On Tue, Feb 18, 2003, Greg KH <[EMAIL PROTECTED]> wrote:
> On Tue, Feb 18, 2003 at 08:59:15AM -0800, David Brownell wrote:
> > Greg KH wrote:
> > >
> > >Yes, this is a problem, the module can be unloaded and then the
> > >completion fuction can be called.
> >
> > How? I don't see it. Unless the driver completely violates
> > basic rules like implementing disconnect() correctly, which
> > will break more than just module unloading.
>
> Hm, let me think about this some more before responding...
>
> > > I'm trying to fix up the usb device reference counting
> > >logic right now and running into issues where host controllers try to
> > >access urbs after their devices have been removed from the system :(
> >
> > Not supposed to happen ... when they call giveback(), that's supposed to
> > mean they've forgotten about that URB. Is it buggy disconnect() logic,
> > or some HCD calling giveback too early?
>
> I'm seeing uhci_irq() get called for an urb that belongs to a usb device
> that has already been disconnected. Things go wrong when
> uhci_transfer_result() is called, which calls usb_release_bandwidth()

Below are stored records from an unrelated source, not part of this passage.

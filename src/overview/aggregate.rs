use crate::error::Result;
use crate::github::{Direction, MilestoneSort, Tracker};
use crate::models::{AggregatedMilestone, Issue, Milestone};

/// Which milestones make it onto the page, by presence of a due date.
#[derive(Debug, Clone, Copy, PartialEq, Eq)]
pub struct MilestoneFilter {
    pub include_due: bool,
    pub include_non_due: bool,
}

impl Default for MilestoneFilter {
    fn default() -> Self {
        Self {
            include_due: true,
            include_non_due: false,
        }
    }
}

impl MilestoneFilter {
    pub fn retains(&self, milestone: &Milestone) -> bool {
        if milestone.has_due_date() {
            self.include_due
        } else {
            self.include_non_due
        }
    }

    /// Keep the retained milestones, preserving their order.
    pub fn apply(&self, milestones: Vec<Milestone>) -> Vec<Milestone> {
        milestones.into_iter().filter(|m| self.retains(m)).collect()
    }
}

/// Convert CRLF line endings to LF.
///
/// Runs of carriage returns before a line feed collapse as well, so the result
/// never contains `"\r\n"` and normalizing twice changes nothing.
pub fn normalize_body(body: &str) -> String {
    let mut out = body.replace("\r\n", "\n");
    while out.contains("\r\n") {
        out = out.replace("\r\n", "\n");
    }
    out
}

/// Stable ascending sort by title.
pub fn sort_by_title(milestones: &mut [AggregatedMilestone]) {
    milestones.sort_by(|a, b| a.milestone.title.cmp(&b.milestone.title));
}

/// Attach `issues` to `milestone`, dropping any that belong elsewhere.
pub fn assemble(milestone: Milestone, issues: Vec<Issue>) -> AggregatedMilestone {
    let fetched = issues.len();
    let mut issues: Vec<Issue> = issues
        .into_iter()
        .filter(|issue| issue.milestone_number() == Some(milestone.number))
        .map(|mut issue| {
            issue.body = normalize_body(&issue.body);
            issue
        })
        .collect();
    if issues.len() != fetched {
        tracing::debug!(
            milestone = milestone.number,
            dropped = fetched - issues.len(),
            "dropped issues from another milestone"
        );
    }
    issues.sort_by(|a, b| a.title.cmp(&b.title));

    AggregatedMilestone { milestone, issues }
}

/// Fetch, filter and group a repository's milestones and issues.
///
/// Any fetch failure aborts the whole aggregation.
pub async fn aggregate<T: Tracker>(
    tracker: &T,
    repo: &str,
    filter: MilestoneFilter,
) -> Result<Vec<AggregatedMilestone>> {
    let milestones = tracker
        .fetch_milestones(repo, MilestoneSort::DueDate, Direction::Asc)
        .await?;
    let total = milestones.len();
    let retained = filter.apply(milestones);
    tracing::debug!(repo, total, retained = retained.len(), "filtered milestones");

    let mut aggregated = Vec::with_capacity(retained.len());
    for milestone in retained {
        let issues = tracker.fetch_issues(repo, milestone.number).await?;
        aggregated.push(assemble(milestone, issues));
    }

    sort_by_title(&mut aggregated);
    Ok(aggregated)
}
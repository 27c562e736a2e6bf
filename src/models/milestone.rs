use chrono::{DateTime, Utc};
use serde::{Deserialize, Serialize};

/// A named grouping of issues, optionally carrying a due date.
#[derive(Debug, Clone, Serialize, Deserialize)]
pub struct Milestone {
    pub number: u64,
    pub title: String,
    #[serde(default)]
    pub description: Option<String>,
    #[serde(default)]
    pub state: MilestoneState,
    #[serde(default)]
    pub due_on: Option<DateTime<Utc>>,
    #[serde(default)]
    pub open_issues: u64,
    #[serde(default)]
    pub closed_issues: u64,
    #[serde(default)]
    pub html_url: Option<String>,
}

impl Milestone {
    pub fn has_due_date(&self) -> bool {
        self.due_on.is_some()
    }
}

#[derive(Debug, Clone, Copy, Default, Serialize, Deserialize, PartialEq, Eq)]
#[serde(rename_all = "snake_case")]
pub enum MilestoneState {
    #[default]
    Open,
    Closed,
}
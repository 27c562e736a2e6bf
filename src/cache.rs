//! Time-based cache in front of the refresh pipeline.
//!
//! A single mutex guards the cached page and its timestamp. It is held for the
//! whole read-or-refresh, so refreshes never overlap and no caller sees a
//! buffer from a refresh that has not finished. Callers arriving during a
//! refresh wait for it.

use std::future::Future;
use std::time::Duration;

use axum::body::Bytes;
use tokio::sync::Mutex;
use tokio::time::Instant;

use crate::error::Result;

/// Something that can produce a fresh page.
pub trait Generate: Send + Sync {
    fn generate(&self) -> impl Future<Output = Result<Bytes>> + Send;
}

#[derive(Debug, Default)]
struct CacheState {
    data: Bytes,
    updated: Option<Instant>,
}

impl CacheState {
    fn is_stale(&self, lifetime: Duration, now: Instant) -> bool {
        match self.updated {
            Some(updated) => now.duration_since(updated) > lifetime,
            None => true,
        }
    }
}

pub struct OverviewCache<G> {
    generator: G,
    lifetime: Duration,
    state: Mutex<CacheState>,
}

impl<G: Generate> OverviewCache<G> {
    /// Create an empty cache; the first [`get`](Self::get) refreshes.
    pub fn new(generator: G, lifetime: Duration) -> Self {
        Self {
            generator,
            lifetime,
            state: Mutex::new(CacheState::default()),
        }
    }

    pub fn generator(&self) -> &G {
        &self.generator
    }

    /// Return the cached page, regenerating it first if it is older than the
    /// configured lifetime or has never been generated.
    ///
    /// On error the previous page and timestamp are left untouched.
    pub async fn get(&self) -> Result<Bytes> {
        let mut state = self.state.lock().await;

        if state.is_stale(self.lifetime, Instant::now()) {
            tracing::info!(age = ?state.updated.map(|t| t.elapsed()), "cache stale, refreshing");
            let data = self.generator.generate().await?;
            state.data = data;
            state.updated = Some(Instant::now());
        }

        Ok(state.data.clone())
    }
}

> which expects dev->bus to be a valid pointer. I thought that after
> deallocate() is called on the bus for the device, everything would be
> cleaned up.
This is a reference counting problem.
In 2.4, uhci.c holds a reference to the device until after it's done
calling the completion handler.
Now in 2.5, the hcd layer doesn't hold that reference anymore it seems.
That should be fixed.
> Here's the patch to the usb core that shows this quite nicely:
>
>
> ===== usb.c 1.190 vs edited =====
> --- 1.190/drivers/usb/core/usb.c Sun Feb 16 05:48:02 2003
> +++ edited/usb.c Sun Feb 16 09:03:33 2003
> @@ -750,10 +750,7 @@
> if (!udev)
> return;
>
> - if (udev->bus && udev->bus->op && udev->bus->op->deallocate)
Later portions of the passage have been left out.